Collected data

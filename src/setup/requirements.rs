/**
 * Requirements Detection Module
 *
 * Read-only probes for the two external dependencies of the setup flow:
 * the Ollama executable on PATH and the local Ollama HTTP service.
 * Nothing here mutates any state.
 */
use std::process::Command;

use crate::ollama::{OllamaClient, ServiceStatus};

use super::OLLAMA_COMMAND;

/// Check if the Ollama executable is installed
///
/// Runs `ollama --version` and inspects the exit status. A missing
/// executable is reported as not installed rather than a hard error.
pub fn is_tool_installed() -> bool {
    reports_version(OLLAMA_COMMAND)
}

/// True iff `<command> --version` spawns and exits successfully
fn reports_version(command: &str) -> bool {
    match Command::new(command).arg("--version").output() {
        Ok(output) => output.status.success(),
        Err(e) => {
            tracing::debug!("[Setup] {} --version failed to spawn: {}", command, e);
            false
        }
    }
}

/// Probe the Ollama service
///
/// Never fails hard: every probe error is classified into a ServiceStatus
/// variant so the caller can print the cause and decide what to do.
pub async fn check_service(client: &OllamaClient) -> ServiceStatus {
    client.probe().await
}

#[cfg(test)]
mod tests {
    use super::*;

    #[test]
    fn test_missing_command_is_not_installed() {
        assert!(!reports_version("definitely-not-a-real-command-xyz"));
    }

    #[cfg(unix)]
    #[test]
    fn test_present_command_reports_version() {
        // `sh --version` is not portable, but `true` ignores its args and exits 0
        assert!(reports_version("true"));
    }

    #[tokio::test]
    async fn test_check_service_on_dead_port() {
        let client = OllamaClient::new("http://localhost:9").unwrap();
        let status = check_service(&client).await;
        assert!(!status.is_running());
    }
}
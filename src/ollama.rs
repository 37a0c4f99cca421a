/**
 * Ollama Client Module
 *
 * Minimal typed client for the local Ollama HTTP API. The setup flow only
 * needs two things from the service: a reachability probe and the list of
 * installed models, both served by GET /api/tags.
 */
use std::time::Duration;

use reqwest::Client;
use serde::Deserialize;

/// Default Ollama endpoint
pub const DEFAULT_OLLAMA_URL: &str = "http://localhost:11434";

/// Probe timeout. The service either answers immediately or is not there.
const PROBE_TIMEOUT: Duration = Duration::from_secs(2);

/// Reachability of the Ollama service, classified by failure cause
#[derive(Debug, Clone, PartialEq, Eq)]
pub enum ServiceStatus {
    /// Service answered the probe
    Running,
    /// Probe timed out
    Timeout,
    /// Nothing is listening on the endpoint
    ConnectionRefused,
    /// Any other failure (DNS, protocol, unexpected HTTP status)
    Unreachable(String),
}

impl ServiceStatus {
    /// Boolean view used by the setup flow's go/no-go decision
    pub fn is_running(&self) -> bool {
        matches!(self, ServiceStatus::Running)
    }
}

impl std::fmt::Display for ServiceStatus {
    fn fmt(&self, f: &mut std::fmt::Formatter<'_>) -> std::fmt::Result {
        match self {
            ServiceStatus::Running => write!(f, "running"),
            ServiceStatus::Timeout => write!(f, "probe timed out"),
            ServiceStatus::ConnectionRefused => write!(f, "connection refused"),
            ServiceStatus::Unreachable(msg) => write!(f, "unreachable: {}", msg),
        }
    }
}

#[derive(Deserialize)]
struct TagsResponse {
    #[serde(default)]
    models: Vec<ModelEntry>,
}

#[derive(Deserialize)]
struct ModelEntry {
    name: String,
}

pub struct OllamaClient {
    client: Client,
    base_url: String,
}

impl OllamaClient {
    pub fn new(base_url: &str) -> Result<Self, String> {
        let client = Client::builder()
            .timeout(PROBE_TIMEOUT)
            .build()
            .map_err(|e| format!("Failed to create HTTP client: {}", e))?;

        Ok(OllamaClient {
            client,
            base_url: base_url.trim_end_matches('/').to_string(),
        })
    }

    /// Create a client for the configured endpoint (`OLLAMA_URL` env var,
    /// falling back to the default localhost port)
    pub fn from_env() -> Result<Self, String> {
        let url =
            std::env::var("OLLAMA_URL").unwrap_or_else(|_| DEFAULT_OLLAMA_URL.to_string());
        Self::new(&url)
    }

    pub fn base_url(&self) -> &str {
        &self.base_url
    }

    /// Probe the service with a short-timeout GET on /api/tags
    ///
    /// Never returns an error: every failure is folded into a ServiceStatus
    /// variant so the caller can report the cause without aborting.
    pub async fn probe(&self) -> ServiceStatus {
        let url = format!("{}/api/tags", self.base_url);

        let status = match self.client.get(&url).send().await {
            Ok(response) if response.status().is_success() => ServiceStatus::Running,
            Ok(response) => ServiceStatus::Unreachable(format!("HTTP {}", response.status())),
            Err(e) if e.is_timeout() => ServiceStatus::Timeout,
            Err(e) if e.is_connect() => ServiceStatus::ConnectionRefused,
            Err(e) => ServiceStatus::Unreachable(e.to_string()),
        };

        tracing::debug!("[Ollama] Probe {}: {}", url, status);
        status
    }

    /// List the names of installed models via /api/tags
    pub async fn list_models(&self) -> Result<Vec<String>, String> {
        let url = format!("{}/api/tags", self.base_url);

        let response = self
            .client
            .get(&url)
            .send()
            .await
            .map_err(|e| format!("HTTP request failed: {}", e))?;

        if !response.status().is_success() {
            let status = response.status();
            let body = response.text().await.unwrap_or_default();
            return Err(format!("Ollama tags failed ({}): {}", status, body));
        }

        let tags: TagsResponse = response
            .json()
            .await
            .map_err(|e| format!("Failed to parse tags response: {}", e))?;

        Ok(tags.models.into_iter().map(|m| m.name).collect())
    }
}
use std::fs;
use std::path::PathBuf;

use tempfile::TempDir;

use jac_chatbot_tools::setup::patcher::{
    backup_path, patch_server_config, PatchOutcome, NEW_MODEL_LINE,
};

const OLD_MODEL_LINE: &str = "glob llm = Model(model_name='gpt-4o-mini', verbose=True);";

/// Write a server.jac with the given content into a fresh temp dir
fn write_config(content: &str) -> (TempDir, PathBuf) {
    let dir = TempDir::new().unwrap();
    let path = dir.path().join("server.jac");
    fs::write(&path, content).unwrap();
    (dir, path)
}

#[test]
fn test_patches_canonical_declaration() {
    let (_dir, path) = write_config(&format!("{}\n", OLD_MODEL_LINE));

    let outcome = patch_server_config(&path).unwrap();

    let backup = match outcome {
        PatchOutcome::Patched { backup } => backup,
        other => panic!("Expected Patched, got {:?}", other),
    };
    assert_eq!(
        fs::read_to_string(&path).unwrap(),
        format!("{}\n", NEW_MODEL_LINE)
    );
    // Backup holds the pre-patch snapshot
    assert_eq!(
        fs::read_to_string(&backup).unwrap(),
        format!("{}\n", OLD_MODEL_LINE)
    );
}

#[test]
fn test_other_lines_stay_byte_identical() {
    let content = format!(
        "import from mtllm.llm {{ Model }}\n\n{}\n\nwalker interact {{\n    can chat with `root entry;\n}}\n",
        OLD_MODEL_LINE
    );
    let (_dir, path) = write_config(&content);

    patch_server_config(&path).unwrap();

    let expected = format!(
        "import from mtllm.llm {{ Model }}\n\n{}\n\nwalker interact {{\n    can chat with `root entry;\n}}\n",
        NEW_MODEL_LINE
    );
    assert_eq!(fs::read_to_string(&path).unwrap(), expected);
}

#[test]
fn test_already_configured_is_a_no_op() {
    let content = format!("{}\n", NEW_MODEL_LINE);
    let (_dir, path) = write_config(&content);

    let outcome = patch_server_config(&path).unwrap();

    assert_eq!(outcome, PatchOutcome::AlreadyConfigured);
    assert_eq!(fs::read_to_string(&path).unwrap(), content);
    assert!(!backup_path(&path).exists());
}

#[test]
fn test_rerun_after_patch_is_idempotent() {
    let (_dir, path) = write_config(&format!("{}\n", OLD_MODEL_LINE));

    assert!(matches!(
        patch_server_config(&path).unwrap(),
        PatchOutcome::Patched { .. }
    ));
    // Second run hits the marker guard and leaves the backup untouched
    assert_eq!(
        patch_server_config(&path).unwrap(),
        PatchOutcome::AlreadyConfigured
    );
    assert_eq!(
        fs::read_to_string(backup_path(&path)).unwrap(),
        format!("{}\n", OLD_MODEL_LINE)
    );
}

#[test]
fn test_missing_file_writes_nothing() {
    let dir = TempDir::new().unwrap();
    let path = dir.path().join("server.jac");

    let outcome = patch_server_config(&path).unwrap();

    assert_eq!(outcome, PatchOutcome::MissingFile);
    assert!(!path.exists());
    assert!(!backup_path(&path).exists());
}

#[test]
fn test_unrecognized_content_writes_nothing() {
    let content = "import streamlit;\n\nwalker interact {}\n";
    let (_dir, path) = write_config(content);

    let outcome = patch_server_config(&path).unwrap();

    assert_eq!(outcome, PatchOutcome::NoMatch);
    assert_eq!(fs::read_to_string(&path).unwrap(), content);
    assert!(!backup_path(&path).exists());
}

#[test]
fn test_quote_and_spacing_variants_are_patched() {
    let content = "glob llm = Model( model_name = \"gpt-4o-mini\", verbose=True );\n";
    let (_dir, path) = write_config(content);

    let outcome = patch_server_config(&path).unwrap();

    assert!(matches!(outcome, PatchOutcome::Patched { .. }));
    assert_eq!(
        fs::read_to_string(&path).unwrap(),
        format!("{}\n", NEW_MODEL_LINE)
    );
}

Exercise:
The answer is the run of lines above from the line containing "Ollama HTTP service." through the line containing "#[cfg(unix)]", copied exactly and alone.

Output for this exercise:
 * the Ollama executable on PATH and the local Ollama HTTP service.
 * Nothing here mutates any state.
 */
use std::process::Command;

use crate::ollama::{OllamaClient, ServiceStatus};

use super::OLLAMA_COMMAND;

/// Check if the Ollama executable is installed
///
/// Runs `ollama --version` and inspects the exit status. A missing
/// executable is reported as not installed rather than a hard error.
pub fn is_tool_installed() -> bool {
    reports_version(OLLAMA_COMMAND)
}

/// True iff `<command> --version` spawns and exits successfully
fn reports_version(command: &str) -> bool {
    match Command::new(command).arg("--version").output() {
        Ok(output) => output.status.success(),
        Err(e) => {
            tracing::debug!("[Setup] {} --version failed to spawn: {}", command, e);
            false
        }
    }
}

/// Probe the Ollama service
///
/// Never fails hard: every probe error is classified into a ServiceStatus
/// variant so the caller can print the cause and decide what to do.
pub async fn check_service(client: &OllamaClient) -> ServiceStatus {
    client.probe().await
}

#[cfg(test)]
mod tests {
    use super::*;

    #[test]
    fn test_missing_command_is_not_installed() {
        assert!(!reports_version("definitely-not-a-real-command-xyz"));
    }

    #[cfg(unix)]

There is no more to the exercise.